→ Exercise prompt
Find the line in the data below that contains "pub fn decode_state_row(row: &Row)". Return that line and all the lines after it, unchanged.

[Stored data]
===

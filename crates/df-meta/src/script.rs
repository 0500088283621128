//! Serial script execution.
//!
//! A tokenized script runs as an explicit sequential loop: each statement is
//! submitted only after the previous one's result has arrived, and the first
//! failure aborts the remaining work. Comments whose text starts with `*`
//! are operator-facing progress markers and are logged.

use crate::error::MetaResult;
use df_db::SqlEngine;
use df_sql::{tokenize, Token};

/// Tokenize `script` and execute its statements one at a time, in order.
///
/// Tokenizer errors reject the script wholesale before anything executes.
pub async fn run_script(engine: &dyn SqlEngine, script: &str) -> MetaResult<()> {
    for token in tokenize(script)? {
        match token {
            Token::Comment { text } => {
                if let Some(marker) = text.strip_prefix('*') {
                    log::info!("{}", marker.trim_start());
                }
            }
            Token::Statement { text } => {
                engine.execute(&text).await?;
            }
        }
    }
    Ok(())
}

#[cfg(test)]
#[path = "script_test.rs"]
mod tests;
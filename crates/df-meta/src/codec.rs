//! Row codec: delta records to and from their stored form.
//!
//! The `delta` and `meta` payloads are opaque structures serialized as JSON
//! text; every other field is stored as-is. Decoding is structural, so any
//! value that round-trips through `serde_json` round-trips here.

use crate::error::{MetaError, MetaResult};
use df_core::{DeltaRecord, DeltaState, DeltaStateRow};
use df_db::{Row, SqlValue};

/// Columns holding JSON-serialized payloads.
const JSON_COLUMNS: &[&str] = &["delta", "meta"];

/// Serialize a record into a stored row.
pub fn encode(record: &DeltaRecord) -> Row {
    let mut row = Row::new();
    row.insert("name".to_string(), SqlValue::Text(record.name.clone()));
    row.insert(
        "sequence".to_string(),
        SqlValue::Integer(i64::from(record.sequence)),
    );
    row.insert(
        "state".to_string(),
        SqlValue::Text(record.state.as_str().to_string()),
    );
    for (column, payload) in JSON_COLUMNS.iter().zip([&record.delta, &record.meta]) {
        // Value serialization cannot fail for serde_json::Value
        let text = serde_json::to_string(payload).unwrap_or_else(|_| "null".to_string());
        row.insert(column.to_string(), SqlValue::Text(text));
    }
    row
}

/// Deserialize a stored row back into a record.
///
/// Fails with a decode error when a field is absent, has the wrong shape,
/// or a payload column does not contain valid JSON text.
pub fn decode(row: &Row) -> MetaResult<DeltaRecord> {
    Ok(DeltaRecord {
        name: text_field(row, "name")?,
        sequence: sequence_field(row)?,
        state: state_field(row)?,
        delta: json_field(row, "delta")?,
        meta: json_field(row, "meta")?,
    })
}

/// Deserialize a {name, sequence, state} projection row.
pub fn decode_state_row(row: &Row) -> MetaResult<DeltaStateRow> {
    Ok(DeltaStateRow {
        name: text_field(row, "name")?,
        sequence: sequence_field(row)?,
        state: state_field(row)?,
    })
}

fn decode_error(column: &str, message: impl Into<String>) -> MetaError {
    MetaError::Decode {
        column: column.to_string(),
        message: message.into(),
    }
}

fn text_field(row: &Row, column: &str) -> MetaResult<String> {
    match row.get(column) {
        Some(SqlValue::Text(s)) => Ok(s.clone()),
        Some(other) => Err(decode_error(column, format!("expected text, got {other:?}"))),
        None => Err(decode_error(column, "column absent")),
    }
}

fn sequence_field(row: &Row) -> MetaResult<u32> {
    match row.get("sequence") {
        Some(SqlValue::Integer(n)) => u32::try_from(*n)
            .map_err(|_| decode_error("sequence", format!("{n} out of range"))),
        Some(other) => Err(decode_error(
            "sequence",
            format!("expected integer, got {other:?}"),
        )),
        None => Err(decode_error("sequence", "column absent")),
    }
}

fn state_field(row: &Row) -> MetaResult<DeltaState> {
    text_field(row, "state")?
        .parse::<DeltaState>()
        .map_err(|e| decode_error("state", e.to_string()))
}

fn json_field(row: &Row, column: &str) -> MetaResult<serde_json::Value> {
    match row.get(column) {
        // Nullable payload columns decode SQL NULL as JSON null
        Some(SqlValue::Null) => Ok(serde_json::Value::Null),
        Some(SqlValue::Text(text)) => serde_json::from_str(text)
            .map_err(|e| decode_error(column, e.to_string())),
        Some(other) => Err(decode_error(column, format!("expected text, got {other:?}"))),
        None => Err(decode_error(column, "column absent")),
    }
}

#[cfg(test)]
#[path = "codec_test.rs"]
mod tests;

===

→ Answer area
pub fn decode_state_row(row: &Row) -> MetaResult<DeltaStateRow> {
    Ok(DeltaStateRow {
        name: text_field(row, "name")?,
        sequence: sequence_field(row)?,
        state: state_field(row)?,
    })
}

fn decode_error(column: &str, message: impl Into<String>) -> MetaError {
    MetaError::Decode {
        column: column.to_string(),
        message: message.into(),
    }
}

fn text_field(row: &Row, column: &str) -> MetaResult<String> {
    match row.get(column) {
        Some(SqlValue::Text(s)) => Ok(s.clone()),
        Some(other) => Err(decode_error(column, format!("expected text, got {other:?}"))),
        None => Err(decode_error(column, "column absent")),
    }
}

fn sequence_field(row: &Row) -> MetaResult<u32> {
    match row.get("sequence") {
        Some(SqlValue::Integer(n)) => u32::try_from(*n)
            .map_err(|_| decode_error("sequence", format!("{n} out of range"))),
        Some(other) => Err(decode_error(
            "sequence",
            format!("expected integer, got {other:?}"),
        )),
        None => Err(decode_error("sequence", "column absent")),
    }
}

fn state_field(row: &Row) -> MetaResult<DeltaState> {
    text_field(row, "state")?
        .parse::<DeltaState>()
        .map_err(|e| decode_error("state", e.to_string()))
}

fn json_field(row: &Row, column: &str) -> MetaResult<serde_json::Value> {
    match row.get(column) {
        // Nullable payload columns decode SQL NULL as JSON null
        Some(SqlValue::Null) => Ok(serde_json::Value::Null),
        Some(SqlValue::Text(text)) => serde_json::from_str(text)
            .map_err(|e| decode_error(column, e.to_string())),
        Some(other) => Err(decode_error(column, format!("expected text, got {other:?}"))),
        None => Err(decode_error(column, "column absent")),
    }
}

#[cfg(test)]
#[path = "codec_test.rs"]
mod tests;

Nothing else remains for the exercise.